Fruit trees on an allotment usually need to be fairly small so they don’t shade out other plants. We grow lots of exciting varieties that are either grafted onto a dwarf rootstock or are naturally compact so won’t get very big. There are also some trained forms that remain small with a little pruning once or twice a year.

Apple trees for an allotment

We recommend growing apple trees on the dwarf rootstock M27. We grow most of the popular varieties on this rootstock. These trees will only get to about 2 metres tall and generally require very little pruning. It is best to stake them to keep them firmly upright and if the crop is too heavy we’d advise thinning out the fruit to help prevent any branches breaking. Plant the trees about 2 metres apart and mulch around the base to reduce competition from weeds. If preferred, these trees can be kept in containers but make sure to water well in summer and add Natural Tree Feed. Apple varieties that we recommend for an allotment are Christmas Pippin, Eden, Herefordshire Russet, Red Windsor, Rosette and Scrumptious. There are many more!

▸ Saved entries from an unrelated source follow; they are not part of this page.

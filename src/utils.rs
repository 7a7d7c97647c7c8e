//! Utility functions for binary parsing and name hashing.

use crate::error::{CregError, Result};
use byteorder::{LittleEndian, ReadBytesExt};
use std::io::Cursor;

/// Reads a u32 from a byte slice at the given offset.
pub fn read_u32_le(data: &[u8], offset: usize) -> Result<u32> {
    if offset + 4 > data.len() {
        return Err(CregError::TruncatedData {
            offset: offset as u64,
            expected: 4,
            actual: data.len().saturating_sub(offset),
        });
    }

    let mut cursor = Cursor::new(&data[offset..offset + 4]);
    Ok(cursor.read_u32::<LittleEndian>()?)
}

/// Reads a u16 from a byte slice at the given offset.
pub fn read_u16_le(data: &[u8], offset: usize) -> Result<u16> {
    if offset + 2 > data.len() {
        return Err(CregError::TruncatedData {
            offset: offset as u64,
            expected: 2,
            actual: data.len().saturating_sub(offset),
        });
    }

    let mut cursor = Cursor::new(&data[offset..offset + 2]);
    Ok(cursor.read_u16::<LittleEndian>()?)
}

/// Uppercases a single character the way the registry compares names.
///
/// Mappings that expand to multiple characters (e.g. U+00DF) are left
/// unchanged, keeping the fold one-to-one.
#[inline]
pub fn fold_upper(c: char) -> char {
    let mut upper = c.to_uppercase();
    match (upper.next(), upper.next()) {
        (Some(u), None) => u,
        _ => c,
    }
}

/// Computes the registry name hash over a sequence of characters.
///
/// `h = h * 37 + fold_upper(c)` with unsigned 32-bit wrap. The same formula
/// covers key names, value names and query strings; a result of 0 is treated
/// by callers as "no hash" and forces a full compare.
pub fn name_hash<I>(chars: I) -> u32
where
    I: IntoIterator<Item = char>,
{
    let mut hash: u32 = 0;

    for c in chars {
        hash = hash.wrapping_mul(37).wrapping_add(fold_upper(c) as u32);
    }

    hash
}

/// Compares two character sequences case-insensitively.
///
/// Both iterators must end together for the names to match.
pub fn names_equal<A, B>(a: A, b: B) -> bool
where
    A: IntoIterator<Item = char>,
    B: IntoIterator<Item = char>,
{
    let mut a = a.into_iter();
    let mut b = b.into_iter();

    loop {
        match (a.next(), b.next()) {
            (None, None) => return true,
            (Some(x), Some(y)) => {
                if fold_upper(x) != fold_upper(y) {
                    return false;
                }
            }
            _ => return false,
        }
    }
}
impl<'f> Key<'f> {
    /// Returns the hierarchy record offset this key was opened at.
    pub fn offset(&self) -> u32 {
        self.item.offset
    }

    /// Returns the key name size in bytes; 0 for the root.
    pub fn name_size(&self) -> Result<usize> {
        self.file.with_inner(|_| Ok(self.item.name_size()))
    }

    /// Returns the raw key name bytes in the hive codepage.
    pub fn name_bytes(&self) -> Result<&[u8]> {
        self.file.with_inner(|_| Ok(()))?;
        Ok(self.item.name_bytes())
    }

    /// Returns the key name decoded through the hive codepage.
    pub fn utf8_name(&self) -> Result<String> {
        self.file
            .with_inner(|inner| self.item.utf8_name(inner.codepage))
    }

    /// Returns the key name as UTF-16 units.
    pub fn utf16_name(&self) -> Result<Vec<u16>> {
        self.file
            .with_inner(|inner| self.item.utf16_name(inner.codepage))
    }

    /// Returns the number of values.
    pub fn value_count(&self) -> Result<usize> {
        self.file.with_inner(|_| Ok(self.item.value_count()))
    }

    /// Returns the value at an index, in stable on-disk order.
    pub fn value_by_index(&self, index: usize) -> Result<Value<'f>> {
        self.file.with_inner(|_| {
            let entry = self.item.value_at(index).ok_or_else(|| {
                CregError::out_of_bounds(index as u64, self.item.value_count() as u64)
            })?;
            Ok(Value::new(self.file, entry.clone()))
        })
    }

    /// Looks up a value by UTF-8 name.
    ///
    /// The empty name addresses the key's default value.
    pub fn value_by_utf8_name(&self, name: &str) -> Result<Option<Value<'f>>> {
        self.file.with_inner(|inner| {
            Ok(self
                .item
                .value_by_utf8_name(name, inner.codepage)
                .map(|entry| Value::new(self.file, entry.clone())))
        })
    }

    /// Looks up a value by UTF-16 name.
    pub fn value_by_utf16_name(&self, name: &[u16]) -> Result<Option<Value<'f>>> {
        self.file.with_inner(|inner| {
            Ok(self
                .item
                .value_by_utf16_name(name, inner.codepage)
                .map(|entry| Value::new(self.file, entry.clone())))
        })
    }

    /// Returns the number of sub keys.
    pub fn sub_key_count(&self) -> Result<usize> {
        self.file.with_inner(|_| Ok(self.item.number_of_sub_keys()))
    }

    /// Opens the sub key at an index, in sibling chain order.
    pub fn sub_key_by_index(&self, index: usize) -> Result<Key<'f>> {
        let descriptor = self.file.with_inner(|_| {
            self.item.sub_key_descriptor(index).copied().ok_or_else(|| {
                CregError::out_of_bounds(index as u64, self.item.number_of_sub_keys() as u64)
            })
        })?;

        self.file.key_by_offset(descriptor.key_offset)
    }

    /// Opens the sub key matching a UTF-8 name.
    pub fn sub_key_by_utf8_name(&self, name: &str) -> Result<Option<Key<'f>>> {
        self.file.check_abort()?;

        let descriptor = self.file.with_inner(|inner| {
            self.item.sub_key_descriptor_by_utf8_name(
                &inner.source,
                &inner.navigation,
                &self.file.abort,
                name,
                inner.codepage,
            )
        })?;

        match descriptor {
            Some(descriptor) => Ok(Some(self.file.key_by_offset(descriptor.key_offset)?)),
            None => Ok(None),
        }
    }

    /// Opens the sub key matching a UTF-16 name.
    pub fn sub_key_by_utf16_name(&self, name: &[u16]) -> Result<Option<Key<'f>>> {
        let name = crate::codepage::utf16_to_string(name)?;
        self.sub_key_by_utf8_name(&name)
    }

    /// Resolves a UTF-8 path relative to this key.
    pub fn sub_key_by_utf8_path(&self, path: &str) -> Result<Option<Key<'f>>> {
        self.file.check_abort()?;

        let offset = self.file.with_inner(|inner| {
            key_tree::get_key_offset_by_utf8_path(
                &inner.source,
                &inner.navigation,
                &self.file.abort,
                self.item.offset,
                path,
                key_tree::SEPARATOR,
                inner.codepage,
            )
        })?;

        match offset {
            Some(offset) => Ok(Some(self.file.key_by_offset(offset)?)),
            None => Ok(None),
        }
    }

    /// Resolves a UTF-16 path relative to this key.
    pub fn sub_key_by_utf16_path(&self, path: &[u16]) -> Result<Option<Key<'f>>> {
        self.file.check_abort()?;

        let offset = self.file.with_inner(|inner| {
            key_tree::get_key_offset_by_utf16_path(
                &inner.source,
                &inner.navigation,
                &self.file.abort,
                self.item.offset,
                path,
                key_tree::SEPARATOR,
                inner.codepage,
            )
        })?;

        match offset {
            Some(offset) => Ok(Some(self.file.key_by_offset(offset)?)),
            None => Ok(None),
        }
    }

    /// Returns true if a bounded recovery happened while reading this key.
    pub fn is_corrupted(&self) -> bool {
        self.item.is_corrupted()
    }
}

/// A value handle holding a decoded, copied value entry.
pub struct Value<'f> {
    file: &'f CregFile,
    entry: ValueEntry,
    corrupted: bool,
}

impl<'f> Value<'f> {
    fn new(file: &'f CregFile, entry: ValueEntry) -> Self {
        // A typed value whose data size disagrees with its type is
        // recovered by padding/truncation and flagged instead of failing.
        let corrupted = match entry.value_type {
            ValueType::Dword | ValueType::DwordBigEndian => entry.data_size() != 4,
            ValueType::Qword => entry.data_size() != 8,
            _ => false,
        };

        Self {
            file,
            entry,
            corrupted,
        }
    }

    /// Returns the hive offset of the value entry.
    pub fn offset(&self) -> u64 {
        self.entry.offset
    }

    /// Returns the value name size in bytes; 0 for the default value.
    pub fn name_size(&self) -> Result<usize> {
        self.file.with_inner(|_| Ok(self.entry.name_size()))
    }

    /// Returns the raw value name bytes in the hive codepage.
    pub fn name_bytes(&self) -> Result<&[u8]> {
        self.file.with_inner(|_| Ok(()))?;
        Ok(self.entry.name_bytes())
    }

    /// Returns the value name decoded through the hive codepage.
    pub fn utf8_name(&self) -> Result<String> {
        self.file
            .with_inner(|inner| self.entry.utf8_name(inner.codepage))
    }

    /// Returns the value name as UTF-16 units.
    pub fn utf16_name(&self) -> Result<Vec<u16>> {
        self.file
            .with_inner(|inner| self.entry.utf16_name(inner.codepage))
    }

    /// Returns the value data type.
    pub fn value_type(&self) -> Result<ValueType> {
        self.file.with_inner(|_| Ok(self.entry.value_type))
    }

    /// Returns the value data size in bytes.
    pub fn data_size(&self) -> Result<usize> {
        self.file.with_inner(|_| Ok(self.entry.data_size()))
    }

    /// Returns the raw value data bytes.
    pub fn data(&self) -> Result<&[u8]> {
        self.file.with_inner(|_| Ok(()))?;
        Ok(self.entry.data_bytes())
    }

    /// Interprets the data as a 32-bit integer.
    ///
    /// Endianness follows the value type. Short data is zero-padded and
    /// flags the value as corrupted rather than failing.
    pub fn as_u32(&self) -> Result<u32> {
        self.file.with_inner(|_| Ok(self.entry.to_u32().0))
    }

    /// Interprets the data as a 64-bit little-endian integer.
    pub fn as_u64(&self) -> Result<u64> {
        self.file.with_inner(|_| Ok(self.entry.to_u64().0))
    }

    /// Decodes the data as a string through the hive codepage.
    pub fn utf8_string(&self) -> Result<String> {
        self.file
            .with_inner(|inner| self.entry.to_string_data(inner.codepage))
    }

    /// Returns the decoded string size in characters.
    pub fn utf8_string_size(&self) -> Result<usize> {
        Ok(self.utf8_string()?.chars().count())
    }

    /// Decodes the data as a string and re-encodes it as UTF-16 units.
    pub fn utf16_string(&self) -> Result<Vec<u16>> {
        self.file
            .with_inner(|inner| self.entry.to_utf16_string_data(inner.codepage))
    }

    /// Returns the decoded string size in UTF-16 units.
    pub fn utf16_string_size(&self) -> Result<usize> {
        Ok(self.utf16_string()?.len())
    }

    /// Returns the binary data size in bytes.
    pub fn binary_data_size(&self) -> Result<usize> {
        self.data_size()
    }

    /// Returns the data as an opaque byte copy.
    pub fn binary_data(&self) -> Result<Vec<u8>> {
        Ok(self.data()?.to_vec())
    }

    /// Returns true if the on-disk data disagreed with the declared type.
    pub fn is_corrupted(&self) -> bool {
        self.corrupted
    }
}

#[cfg(test)]
mod tests {
    // End-to-end handle tests live in tests/integration.rs, built on the
    // synthetic hive builder.
}
//! # Windows 9x/Me Registry (CREG) Hive Parser
//!
//! A read-only parser for the CREG binary on-disk format, the per-user
//! `USER.DAT` / per-machine `SYSTEM.DAT` registry hive used by Windows 95,
//! 98 and Me.
//!
//! ## Features
//!
//! - **Fast parsing**: memory-mapped I/O and demand-driven, cache-backed
//!   decoding; a huge hive is never parsed eagerly
//! - **Codepage aware**: names and string values decode through the hive's
//!   ASCII codepage (default Windows-1252), changeable between reads
//! - **Corruption tolerant**: truncated typed values and a broken data
//!   block list are recovered and flagged instead of failing; sibling
//!   cycles and runaway depths are detected and rejected
//! - **Comprehensive error handling**: detailed error types for debugging
//!
//! ## Architecture
//!
//! Two coupled structures form the hive:
//!
//! 1. **File header**: the `CREG` signature, format version and the offset
//!    of the key navigation area
//! 2. **Key navigation (RGKN)**: a flat area of fixed-size hierarchy
//!    records forming parent/sibling/child links
//! 3. **Data blocks (RGDB)**: a linear list of variable-sized blocks, each
//!    carrying key name entries with their packed value entries
//!
//! A key joins the two halves: its hierarchy record locates the key name
//! entry by `(data_block_number, key_name_entry_index)`.
//!
//! ## Binary Layout
//!
//! ```text
//! [File Header - 32 bytes]
//!   - Signature: "CREG"
//!   - Version, key navigation offset
//!
//! [Key Navigation - variable size]
//!   [RGKN Header - 32 bytes]
//!   [Hierarchy Records - 28 bytes each]
//!     - Name hash, parent/child/sibling offsets
//!     - (data block number, key name entry index)
//!
//! [Data Blocks - variable size, linear list]
//!   [RGDB Header - 32 bytes]
//!   [Key Name Entries - variable size]
//!     - Name, value count
//!     [Value Entries - variable size]
//!       - Type, name, data
//! ```
//!
//! ## Examples
//!
//! ### Basic Usage
//!
//! ```no_run
//! use creg_parser::CregFile;
//!
//! # fn main() -> Result<(), Box<dyn std::error::Error>> {
//! // Open a registry hive
//! let hive = CregFile::open("USER.DAT")?;
//!
//! // Get the root key
//! let root = hive.root_key()?;
//!
//! // Enumerate sub keys
//! for index in 0..root.sub_key_count()? {
//!     let sub_key = root.sub_key_by_index(index)?;
//!     println!("  Key: {}", sub_key.utf8_name()?);
//! }
//!
//! // Enumerate values
//! for index in 0..root.value_count()? {
//!     let value = root.value_by_index(index)?;
//!     println!("  Value: {}", value.utf8_name()?);
//! }
//! # Ok(())
//! # }
//! ```
//!
//! ### Accessing Specific Values
//!
//! ```no_run
//! use creg_parser::CregFile;
//!
//! # fn main() -> Result<(), Box<dyn std::error::Error>> {
//! let hive = CregFile::open("SYSTEM.DAT")?;
//!
//! let key = hive
//!     .key_by_utf8_path("Software\\Microsoft\\Windows\\CurrentVersion")?
//!     .ok_or("key not found")?;
//!
//! if let Some(value) = key.value_by_utf8_name("ProductName")? {
//!     println!("ProductName = {}", value.utf8_string()?);
//! }
//! # Ok(())
//! # }
//! ```

#![warn(missing_docs)]
#![warn(clippy::all)]

pub mod block_source;
pub mod codepage;
pub mod data_block;
pub mod error;
pub mod file;
pub mod header;
pub mod hierarchy;
pub mod key_item;
pub mod key_name_entry;
pub mod key_tree;
pub mod navigation;
pub mod utils;
pub mod value_entry;

// Re-export main types for convenience
pub use block_source::BlockSource;
pub use codepage::Codepage;
pub use data_block::{DataBlock, DataBlockHeader};
pub use error::{CregError, Result};
pub use file::{CregFile, Key, Value, ROOT_KEY_OFFSET};
pub use header::FileHeader;
pub use hierarchy::{KeyHierarchyEntry, KeyNavigationHeader};
pub use key_item::{KeyDescriptor, KeyItem, MAX_SUB_KEY_RECURSION_DEPTH};
pub use key_name_entry::KeyNameEntry;
pub use navigation::{KeyNavigation, MAX_CACHE_ENTRIES_DATA_BLOCKS, MAX_CACHE_ENTRIES_KEYS};
pub use value_entry::{ValueEntry, ValueType};

/// Library version.
pub const VERSION: &str = env!("CARGO_PKG_VERSION");

#[cfg(test)]
mod tests {
    use super::*;

    #[test]
    fn test_version() {
        assert!(!VERSION.is_empty());
    }
}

Pear trees for an allotment

The best dwarf rootstock for pear trees is Quince Eline. Similar to the dwarf rootstock M27 for apples, pear trees grown on Quince Eline will only grow to about 2 or 3 metres tall and can be pruned to keep compact. Plant in the ground about 2 metres apart or keep in a large container. The most productive varieties are Conference, Concorde, Doyenne du Comice, Williams’ Bon Chretien and Onward.

Cherry trees for an allotment

To grow cherry trees on your allotment we advise choosing the rootstock Gisela 5. This will control the size of the tree so that it doesn’t get taller than about 3 metres. In good conditions it may get larger but can be pruned in late summer after fruiting. These trees can be kept in a container but will do much better if planted in the ground. The cherry varieties we recommend would be Celeste, Stella and Sweetheart. For cooking, Morello is always reliable.

Plum trees for an allotment

Plum trees make a great addition to an allotment. From July through to September you can pick and eat the fruit fresh from the tree. Plums are excellent preserved in jams and puddings too. To ensure they don’t get too big always choose trees grown on VVA-1 rootstock and plant about 3 metres apart. Plums do not like being kept in containers so always plant in the ground. Suggested varieties are Haganta, Opal and Victoria. It is worth also considering Damsons, Gages and Mirabelles on VVA-1 rootstock.

Trained fruit trees for an allotment

Two forms of trained fruit trees are ideal for an allotment: cordon and step-over. Both of these forms suit Apples and Pears but not other types which are tip-bearing, such as Cherries or Plums. Cordons and step-overs required annual pruning to encourage the development of spurs for flower and fruit production.

A cordon is a column that is usually grown at a 45 degree angle to ensure the full length gets plenty of sunlight. It requires a light prune in July and again in winter to maintain the shape and productivity.

A step-over is a T-shaped tree that has one tier of branches that run horizontally. This form is ideal for borders or along the edges of beds and paths. They are also best pruned in July and winter so that the vertical growth is cut back to two or three buds.